Directions: Search the material below for the string "view" and copy each line where it appears.
----
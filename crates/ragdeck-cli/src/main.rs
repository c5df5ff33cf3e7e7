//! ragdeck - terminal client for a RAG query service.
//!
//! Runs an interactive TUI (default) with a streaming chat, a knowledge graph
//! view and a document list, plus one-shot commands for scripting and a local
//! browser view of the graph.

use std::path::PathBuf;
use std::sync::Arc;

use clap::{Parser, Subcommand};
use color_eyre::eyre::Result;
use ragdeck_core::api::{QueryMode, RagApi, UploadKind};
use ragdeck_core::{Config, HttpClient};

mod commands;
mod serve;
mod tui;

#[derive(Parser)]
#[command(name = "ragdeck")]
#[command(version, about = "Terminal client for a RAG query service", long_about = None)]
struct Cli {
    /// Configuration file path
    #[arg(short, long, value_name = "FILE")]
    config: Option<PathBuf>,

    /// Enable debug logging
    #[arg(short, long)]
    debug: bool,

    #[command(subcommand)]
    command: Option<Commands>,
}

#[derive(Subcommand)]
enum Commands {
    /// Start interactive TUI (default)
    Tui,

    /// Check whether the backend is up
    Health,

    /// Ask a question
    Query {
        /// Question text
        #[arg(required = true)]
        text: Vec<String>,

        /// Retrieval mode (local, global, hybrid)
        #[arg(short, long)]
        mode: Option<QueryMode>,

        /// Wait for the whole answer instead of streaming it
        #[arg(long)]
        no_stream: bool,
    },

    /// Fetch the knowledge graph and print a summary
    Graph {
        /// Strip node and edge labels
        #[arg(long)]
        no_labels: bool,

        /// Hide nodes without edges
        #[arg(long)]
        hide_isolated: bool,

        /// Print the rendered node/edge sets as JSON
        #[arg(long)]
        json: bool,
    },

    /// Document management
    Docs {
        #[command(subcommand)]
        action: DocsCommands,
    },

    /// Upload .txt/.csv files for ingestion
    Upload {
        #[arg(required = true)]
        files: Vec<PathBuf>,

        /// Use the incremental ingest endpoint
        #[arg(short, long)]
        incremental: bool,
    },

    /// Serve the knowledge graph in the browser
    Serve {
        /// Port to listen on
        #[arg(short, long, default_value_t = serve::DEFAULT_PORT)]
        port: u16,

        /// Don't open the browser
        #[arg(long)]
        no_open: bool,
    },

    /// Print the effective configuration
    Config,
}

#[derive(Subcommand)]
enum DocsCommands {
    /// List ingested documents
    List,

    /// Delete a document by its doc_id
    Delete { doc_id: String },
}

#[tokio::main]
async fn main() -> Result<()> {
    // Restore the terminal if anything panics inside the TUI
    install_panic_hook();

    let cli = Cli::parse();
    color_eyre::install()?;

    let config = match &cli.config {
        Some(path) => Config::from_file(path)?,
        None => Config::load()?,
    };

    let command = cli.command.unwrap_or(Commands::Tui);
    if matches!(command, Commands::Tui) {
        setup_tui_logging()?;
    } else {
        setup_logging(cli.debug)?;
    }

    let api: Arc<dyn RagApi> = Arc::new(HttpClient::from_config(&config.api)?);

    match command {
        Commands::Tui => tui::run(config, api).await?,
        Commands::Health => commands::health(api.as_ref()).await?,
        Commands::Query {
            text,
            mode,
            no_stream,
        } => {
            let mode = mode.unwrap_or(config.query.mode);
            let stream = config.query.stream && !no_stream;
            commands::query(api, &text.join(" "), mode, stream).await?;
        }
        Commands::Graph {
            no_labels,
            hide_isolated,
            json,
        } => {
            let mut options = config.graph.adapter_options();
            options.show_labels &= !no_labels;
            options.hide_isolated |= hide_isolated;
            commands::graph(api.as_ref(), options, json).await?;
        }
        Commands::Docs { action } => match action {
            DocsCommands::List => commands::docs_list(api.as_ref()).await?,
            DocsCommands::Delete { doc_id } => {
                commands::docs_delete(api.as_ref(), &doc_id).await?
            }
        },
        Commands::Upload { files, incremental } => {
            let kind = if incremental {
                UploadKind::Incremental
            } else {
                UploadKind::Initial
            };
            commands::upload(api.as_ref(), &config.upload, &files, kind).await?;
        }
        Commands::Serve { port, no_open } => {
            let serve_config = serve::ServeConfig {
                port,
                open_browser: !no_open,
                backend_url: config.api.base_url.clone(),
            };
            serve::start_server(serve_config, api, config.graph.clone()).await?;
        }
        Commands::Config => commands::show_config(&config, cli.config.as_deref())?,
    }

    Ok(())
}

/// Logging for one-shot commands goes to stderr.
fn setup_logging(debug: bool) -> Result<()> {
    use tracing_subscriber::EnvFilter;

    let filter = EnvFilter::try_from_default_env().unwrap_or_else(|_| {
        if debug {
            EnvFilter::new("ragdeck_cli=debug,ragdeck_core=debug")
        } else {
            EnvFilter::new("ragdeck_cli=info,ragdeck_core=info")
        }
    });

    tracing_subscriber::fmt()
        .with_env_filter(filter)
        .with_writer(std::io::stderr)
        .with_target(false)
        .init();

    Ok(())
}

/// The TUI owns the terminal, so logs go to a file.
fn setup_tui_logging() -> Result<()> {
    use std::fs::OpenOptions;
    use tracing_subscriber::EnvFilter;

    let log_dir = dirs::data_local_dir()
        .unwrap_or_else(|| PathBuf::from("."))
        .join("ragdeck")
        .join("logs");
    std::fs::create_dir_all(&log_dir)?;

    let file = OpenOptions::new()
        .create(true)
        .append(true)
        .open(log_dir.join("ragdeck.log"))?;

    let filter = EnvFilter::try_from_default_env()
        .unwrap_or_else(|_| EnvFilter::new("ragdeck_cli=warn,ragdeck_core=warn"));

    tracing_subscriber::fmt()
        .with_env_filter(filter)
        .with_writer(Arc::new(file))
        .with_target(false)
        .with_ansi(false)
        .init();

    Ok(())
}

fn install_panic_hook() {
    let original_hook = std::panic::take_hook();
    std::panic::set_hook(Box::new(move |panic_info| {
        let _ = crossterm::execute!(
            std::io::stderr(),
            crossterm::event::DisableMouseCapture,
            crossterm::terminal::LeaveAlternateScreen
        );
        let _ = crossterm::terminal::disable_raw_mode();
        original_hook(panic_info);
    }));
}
----
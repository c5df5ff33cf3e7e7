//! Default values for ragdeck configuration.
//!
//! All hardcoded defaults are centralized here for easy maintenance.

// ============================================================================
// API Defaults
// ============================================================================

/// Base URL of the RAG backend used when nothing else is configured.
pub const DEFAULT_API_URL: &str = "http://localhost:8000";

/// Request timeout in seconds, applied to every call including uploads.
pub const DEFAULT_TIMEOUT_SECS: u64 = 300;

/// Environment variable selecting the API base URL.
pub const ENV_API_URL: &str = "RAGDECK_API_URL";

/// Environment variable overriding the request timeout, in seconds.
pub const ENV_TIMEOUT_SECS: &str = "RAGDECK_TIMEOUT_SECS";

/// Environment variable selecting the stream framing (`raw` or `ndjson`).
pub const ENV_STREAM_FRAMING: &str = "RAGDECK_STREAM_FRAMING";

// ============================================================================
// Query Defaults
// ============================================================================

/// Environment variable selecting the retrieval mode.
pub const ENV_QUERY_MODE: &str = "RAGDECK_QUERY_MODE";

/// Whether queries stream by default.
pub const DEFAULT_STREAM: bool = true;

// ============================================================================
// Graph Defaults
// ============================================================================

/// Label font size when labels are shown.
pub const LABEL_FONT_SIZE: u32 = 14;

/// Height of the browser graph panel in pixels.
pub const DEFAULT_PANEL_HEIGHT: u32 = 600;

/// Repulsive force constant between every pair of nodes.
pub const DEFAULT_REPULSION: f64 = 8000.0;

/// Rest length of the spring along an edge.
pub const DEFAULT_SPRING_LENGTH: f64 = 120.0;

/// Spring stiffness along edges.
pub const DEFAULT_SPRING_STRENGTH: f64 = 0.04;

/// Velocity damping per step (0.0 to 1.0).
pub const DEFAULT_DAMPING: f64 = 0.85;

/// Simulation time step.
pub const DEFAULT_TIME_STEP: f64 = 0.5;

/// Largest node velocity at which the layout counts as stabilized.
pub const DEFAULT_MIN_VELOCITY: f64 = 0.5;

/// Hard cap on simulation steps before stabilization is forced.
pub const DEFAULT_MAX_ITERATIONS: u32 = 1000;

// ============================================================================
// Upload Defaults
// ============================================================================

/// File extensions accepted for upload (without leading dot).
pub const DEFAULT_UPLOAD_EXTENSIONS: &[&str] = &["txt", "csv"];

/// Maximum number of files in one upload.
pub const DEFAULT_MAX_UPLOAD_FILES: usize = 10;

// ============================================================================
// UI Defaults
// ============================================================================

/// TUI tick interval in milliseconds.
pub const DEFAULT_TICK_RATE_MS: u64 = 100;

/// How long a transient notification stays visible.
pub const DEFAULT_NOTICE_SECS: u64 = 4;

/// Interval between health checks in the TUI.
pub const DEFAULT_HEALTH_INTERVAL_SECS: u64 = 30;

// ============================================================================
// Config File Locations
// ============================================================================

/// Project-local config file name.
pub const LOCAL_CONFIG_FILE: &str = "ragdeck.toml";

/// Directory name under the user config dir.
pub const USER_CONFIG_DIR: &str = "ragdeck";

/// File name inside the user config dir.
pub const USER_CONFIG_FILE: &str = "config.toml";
----
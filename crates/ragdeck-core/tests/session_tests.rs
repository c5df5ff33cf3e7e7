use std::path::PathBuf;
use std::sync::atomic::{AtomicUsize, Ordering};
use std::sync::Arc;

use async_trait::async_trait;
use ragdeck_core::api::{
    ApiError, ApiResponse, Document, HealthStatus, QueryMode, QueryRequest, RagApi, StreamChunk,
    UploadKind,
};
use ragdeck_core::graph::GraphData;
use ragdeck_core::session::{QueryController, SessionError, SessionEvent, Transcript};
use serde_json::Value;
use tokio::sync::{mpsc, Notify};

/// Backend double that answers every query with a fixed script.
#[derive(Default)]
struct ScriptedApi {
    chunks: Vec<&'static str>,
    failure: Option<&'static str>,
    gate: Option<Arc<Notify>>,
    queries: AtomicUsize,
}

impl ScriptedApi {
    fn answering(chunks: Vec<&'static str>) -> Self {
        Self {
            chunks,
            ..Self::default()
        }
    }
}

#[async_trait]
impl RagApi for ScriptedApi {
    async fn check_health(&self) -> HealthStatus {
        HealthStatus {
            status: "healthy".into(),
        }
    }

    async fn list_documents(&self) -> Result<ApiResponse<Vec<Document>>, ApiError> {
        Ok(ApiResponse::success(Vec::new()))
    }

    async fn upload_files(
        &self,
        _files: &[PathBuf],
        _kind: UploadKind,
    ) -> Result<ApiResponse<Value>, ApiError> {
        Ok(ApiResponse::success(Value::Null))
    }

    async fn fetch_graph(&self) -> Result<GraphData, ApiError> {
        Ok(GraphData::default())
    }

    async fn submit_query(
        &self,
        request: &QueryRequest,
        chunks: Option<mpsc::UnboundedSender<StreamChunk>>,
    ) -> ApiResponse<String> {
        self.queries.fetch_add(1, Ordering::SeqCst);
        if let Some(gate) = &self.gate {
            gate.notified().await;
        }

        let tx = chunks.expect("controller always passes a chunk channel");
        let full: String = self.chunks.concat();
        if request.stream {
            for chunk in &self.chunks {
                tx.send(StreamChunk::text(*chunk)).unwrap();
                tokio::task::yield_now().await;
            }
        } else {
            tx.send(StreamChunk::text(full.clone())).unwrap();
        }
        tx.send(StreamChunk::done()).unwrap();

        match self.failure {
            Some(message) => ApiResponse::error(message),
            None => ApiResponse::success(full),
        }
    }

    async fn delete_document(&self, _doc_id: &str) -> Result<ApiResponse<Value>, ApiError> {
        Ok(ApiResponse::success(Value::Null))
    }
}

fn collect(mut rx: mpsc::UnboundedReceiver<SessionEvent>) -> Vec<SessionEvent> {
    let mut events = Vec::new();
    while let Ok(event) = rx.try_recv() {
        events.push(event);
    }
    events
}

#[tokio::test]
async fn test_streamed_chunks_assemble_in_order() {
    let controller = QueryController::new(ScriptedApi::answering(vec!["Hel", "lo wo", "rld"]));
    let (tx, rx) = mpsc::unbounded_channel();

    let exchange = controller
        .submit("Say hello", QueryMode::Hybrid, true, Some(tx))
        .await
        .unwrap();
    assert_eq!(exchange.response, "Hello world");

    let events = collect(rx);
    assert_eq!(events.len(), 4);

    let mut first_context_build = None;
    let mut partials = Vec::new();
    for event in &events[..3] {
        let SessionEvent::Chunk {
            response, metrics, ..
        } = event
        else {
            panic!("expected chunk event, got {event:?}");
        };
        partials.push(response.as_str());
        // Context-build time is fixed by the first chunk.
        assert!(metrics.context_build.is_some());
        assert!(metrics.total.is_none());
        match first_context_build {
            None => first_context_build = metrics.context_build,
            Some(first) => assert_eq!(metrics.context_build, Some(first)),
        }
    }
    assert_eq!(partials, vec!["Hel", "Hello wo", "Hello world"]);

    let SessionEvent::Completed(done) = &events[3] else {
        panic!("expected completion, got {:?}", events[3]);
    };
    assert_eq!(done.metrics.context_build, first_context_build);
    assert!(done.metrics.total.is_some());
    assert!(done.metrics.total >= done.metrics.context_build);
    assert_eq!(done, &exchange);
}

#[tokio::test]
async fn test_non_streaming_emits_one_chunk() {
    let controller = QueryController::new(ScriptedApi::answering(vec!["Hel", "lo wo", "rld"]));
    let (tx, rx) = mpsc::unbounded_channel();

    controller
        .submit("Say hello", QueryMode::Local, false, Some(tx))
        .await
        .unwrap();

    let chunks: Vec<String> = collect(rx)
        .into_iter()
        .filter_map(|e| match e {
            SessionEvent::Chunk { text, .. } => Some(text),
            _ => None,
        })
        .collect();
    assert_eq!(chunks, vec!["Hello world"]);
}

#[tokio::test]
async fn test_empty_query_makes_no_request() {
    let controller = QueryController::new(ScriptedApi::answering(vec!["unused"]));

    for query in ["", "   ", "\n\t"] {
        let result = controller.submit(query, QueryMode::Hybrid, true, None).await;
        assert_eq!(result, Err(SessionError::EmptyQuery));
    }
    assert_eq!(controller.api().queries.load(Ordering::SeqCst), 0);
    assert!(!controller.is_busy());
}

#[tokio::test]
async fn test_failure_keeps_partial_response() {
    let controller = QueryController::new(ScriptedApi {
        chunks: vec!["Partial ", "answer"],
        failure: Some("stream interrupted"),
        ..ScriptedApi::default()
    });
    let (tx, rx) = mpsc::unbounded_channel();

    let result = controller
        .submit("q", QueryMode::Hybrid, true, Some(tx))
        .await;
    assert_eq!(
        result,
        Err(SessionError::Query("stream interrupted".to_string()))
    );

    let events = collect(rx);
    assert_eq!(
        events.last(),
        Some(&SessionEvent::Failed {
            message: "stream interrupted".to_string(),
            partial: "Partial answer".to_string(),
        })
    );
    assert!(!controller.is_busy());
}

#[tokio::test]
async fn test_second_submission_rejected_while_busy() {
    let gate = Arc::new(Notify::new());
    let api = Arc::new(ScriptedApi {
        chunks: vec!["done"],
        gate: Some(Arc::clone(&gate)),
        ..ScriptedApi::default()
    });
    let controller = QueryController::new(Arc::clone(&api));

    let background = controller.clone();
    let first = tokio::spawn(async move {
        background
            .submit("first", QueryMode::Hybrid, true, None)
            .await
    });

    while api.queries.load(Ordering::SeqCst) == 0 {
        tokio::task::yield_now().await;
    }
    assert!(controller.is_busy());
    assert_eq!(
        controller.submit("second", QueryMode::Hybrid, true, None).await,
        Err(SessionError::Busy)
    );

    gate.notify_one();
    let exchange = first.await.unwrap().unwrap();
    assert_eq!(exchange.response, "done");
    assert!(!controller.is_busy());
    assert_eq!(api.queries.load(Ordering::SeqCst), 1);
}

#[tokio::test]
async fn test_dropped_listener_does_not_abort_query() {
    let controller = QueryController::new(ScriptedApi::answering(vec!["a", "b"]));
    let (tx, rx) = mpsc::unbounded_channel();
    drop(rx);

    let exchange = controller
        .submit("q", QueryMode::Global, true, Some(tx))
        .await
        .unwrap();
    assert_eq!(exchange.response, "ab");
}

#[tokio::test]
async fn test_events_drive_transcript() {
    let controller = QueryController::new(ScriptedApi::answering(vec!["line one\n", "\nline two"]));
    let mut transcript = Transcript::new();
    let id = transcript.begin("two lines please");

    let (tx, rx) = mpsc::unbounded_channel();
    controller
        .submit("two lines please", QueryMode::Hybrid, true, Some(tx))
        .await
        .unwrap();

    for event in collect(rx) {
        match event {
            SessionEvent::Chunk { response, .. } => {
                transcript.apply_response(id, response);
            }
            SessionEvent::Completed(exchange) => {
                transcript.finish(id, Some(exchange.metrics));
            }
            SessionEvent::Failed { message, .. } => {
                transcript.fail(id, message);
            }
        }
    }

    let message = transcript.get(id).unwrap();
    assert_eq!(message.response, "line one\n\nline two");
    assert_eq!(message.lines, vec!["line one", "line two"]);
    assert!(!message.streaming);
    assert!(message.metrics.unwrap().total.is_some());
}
----
Exercise result:
//! view and a document list, plus one-shot commands for scripting and a local
//! browser view of the graph.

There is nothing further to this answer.